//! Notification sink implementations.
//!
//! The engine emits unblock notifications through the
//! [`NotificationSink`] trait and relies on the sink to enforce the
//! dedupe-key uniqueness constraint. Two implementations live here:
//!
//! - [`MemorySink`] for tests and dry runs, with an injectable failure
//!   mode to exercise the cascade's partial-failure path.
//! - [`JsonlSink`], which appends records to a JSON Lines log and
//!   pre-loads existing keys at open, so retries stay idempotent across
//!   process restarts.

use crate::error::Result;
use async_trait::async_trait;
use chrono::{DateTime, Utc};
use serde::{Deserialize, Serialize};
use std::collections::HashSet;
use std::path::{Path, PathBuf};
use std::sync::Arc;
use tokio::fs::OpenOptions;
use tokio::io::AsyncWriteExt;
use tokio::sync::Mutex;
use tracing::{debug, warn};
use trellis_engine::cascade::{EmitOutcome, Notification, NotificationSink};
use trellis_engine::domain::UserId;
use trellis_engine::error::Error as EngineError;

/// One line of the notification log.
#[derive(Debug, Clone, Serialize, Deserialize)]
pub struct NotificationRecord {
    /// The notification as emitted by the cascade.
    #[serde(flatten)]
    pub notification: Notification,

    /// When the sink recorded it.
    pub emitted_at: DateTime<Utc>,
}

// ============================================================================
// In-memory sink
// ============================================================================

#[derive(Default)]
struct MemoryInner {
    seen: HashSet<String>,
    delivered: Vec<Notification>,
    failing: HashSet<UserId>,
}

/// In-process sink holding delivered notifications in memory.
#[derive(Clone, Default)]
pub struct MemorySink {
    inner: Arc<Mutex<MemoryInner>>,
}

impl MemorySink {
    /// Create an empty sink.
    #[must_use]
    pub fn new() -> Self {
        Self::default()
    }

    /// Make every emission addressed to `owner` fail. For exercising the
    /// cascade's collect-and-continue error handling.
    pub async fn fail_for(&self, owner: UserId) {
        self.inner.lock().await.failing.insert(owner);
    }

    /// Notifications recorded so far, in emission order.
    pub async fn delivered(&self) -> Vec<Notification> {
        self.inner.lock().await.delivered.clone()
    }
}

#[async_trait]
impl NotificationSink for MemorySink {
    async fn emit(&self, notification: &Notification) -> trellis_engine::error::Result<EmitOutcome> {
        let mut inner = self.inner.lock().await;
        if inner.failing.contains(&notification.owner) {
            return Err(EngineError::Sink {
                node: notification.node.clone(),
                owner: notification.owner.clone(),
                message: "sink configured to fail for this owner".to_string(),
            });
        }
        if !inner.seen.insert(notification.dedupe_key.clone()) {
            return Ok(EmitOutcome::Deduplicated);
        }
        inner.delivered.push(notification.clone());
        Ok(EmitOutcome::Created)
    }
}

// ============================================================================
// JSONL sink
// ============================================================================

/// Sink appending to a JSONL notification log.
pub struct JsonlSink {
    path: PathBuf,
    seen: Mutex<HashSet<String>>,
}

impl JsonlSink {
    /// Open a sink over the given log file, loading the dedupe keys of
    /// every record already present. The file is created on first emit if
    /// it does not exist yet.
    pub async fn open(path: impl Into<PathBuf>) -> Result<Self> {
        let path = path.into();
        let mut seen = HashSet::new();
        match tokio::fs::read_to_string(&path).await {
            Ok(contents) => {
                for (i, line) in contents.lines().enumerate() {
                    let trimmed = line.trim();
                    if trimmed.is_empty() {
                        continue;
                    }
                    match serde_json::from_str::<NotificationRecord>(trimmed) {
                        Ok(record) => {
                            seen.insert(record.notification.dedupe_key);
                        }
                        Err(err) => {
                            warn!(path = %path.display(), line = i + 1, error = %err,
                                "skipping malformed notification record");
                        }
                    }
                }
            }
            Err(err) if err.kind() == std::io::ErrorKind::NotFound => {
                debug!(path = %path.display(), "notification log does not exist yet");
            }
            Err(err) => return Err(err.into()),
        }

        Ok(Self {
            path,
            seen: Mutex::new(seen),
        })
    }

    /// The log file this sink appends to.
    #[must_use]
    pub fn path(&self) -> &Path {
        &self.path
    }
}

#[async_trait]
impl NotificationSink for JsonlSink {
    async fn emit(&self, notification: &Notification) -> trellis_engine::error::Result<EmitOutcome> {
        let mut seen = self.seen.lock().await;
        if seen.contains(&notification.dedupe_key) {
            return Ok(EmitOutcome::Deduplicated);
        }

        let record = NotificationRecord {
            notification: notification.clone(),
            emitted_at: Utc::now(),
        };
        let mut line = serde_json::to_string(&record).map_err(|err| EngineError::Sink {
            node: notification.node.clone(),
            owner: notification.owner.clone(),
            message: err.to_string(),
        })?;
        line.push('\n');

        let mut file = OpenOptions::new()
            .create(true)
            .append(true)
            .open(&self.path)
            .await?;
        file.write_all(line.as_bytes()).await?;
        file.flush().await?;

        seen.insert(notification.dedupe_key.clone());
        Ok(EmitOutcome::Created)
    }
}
━━━━━━━━━━━━━━━━
Directions for this task:
Using the listing above, work out how many lines include the word "does", and report that number alone.

Output of the task:
2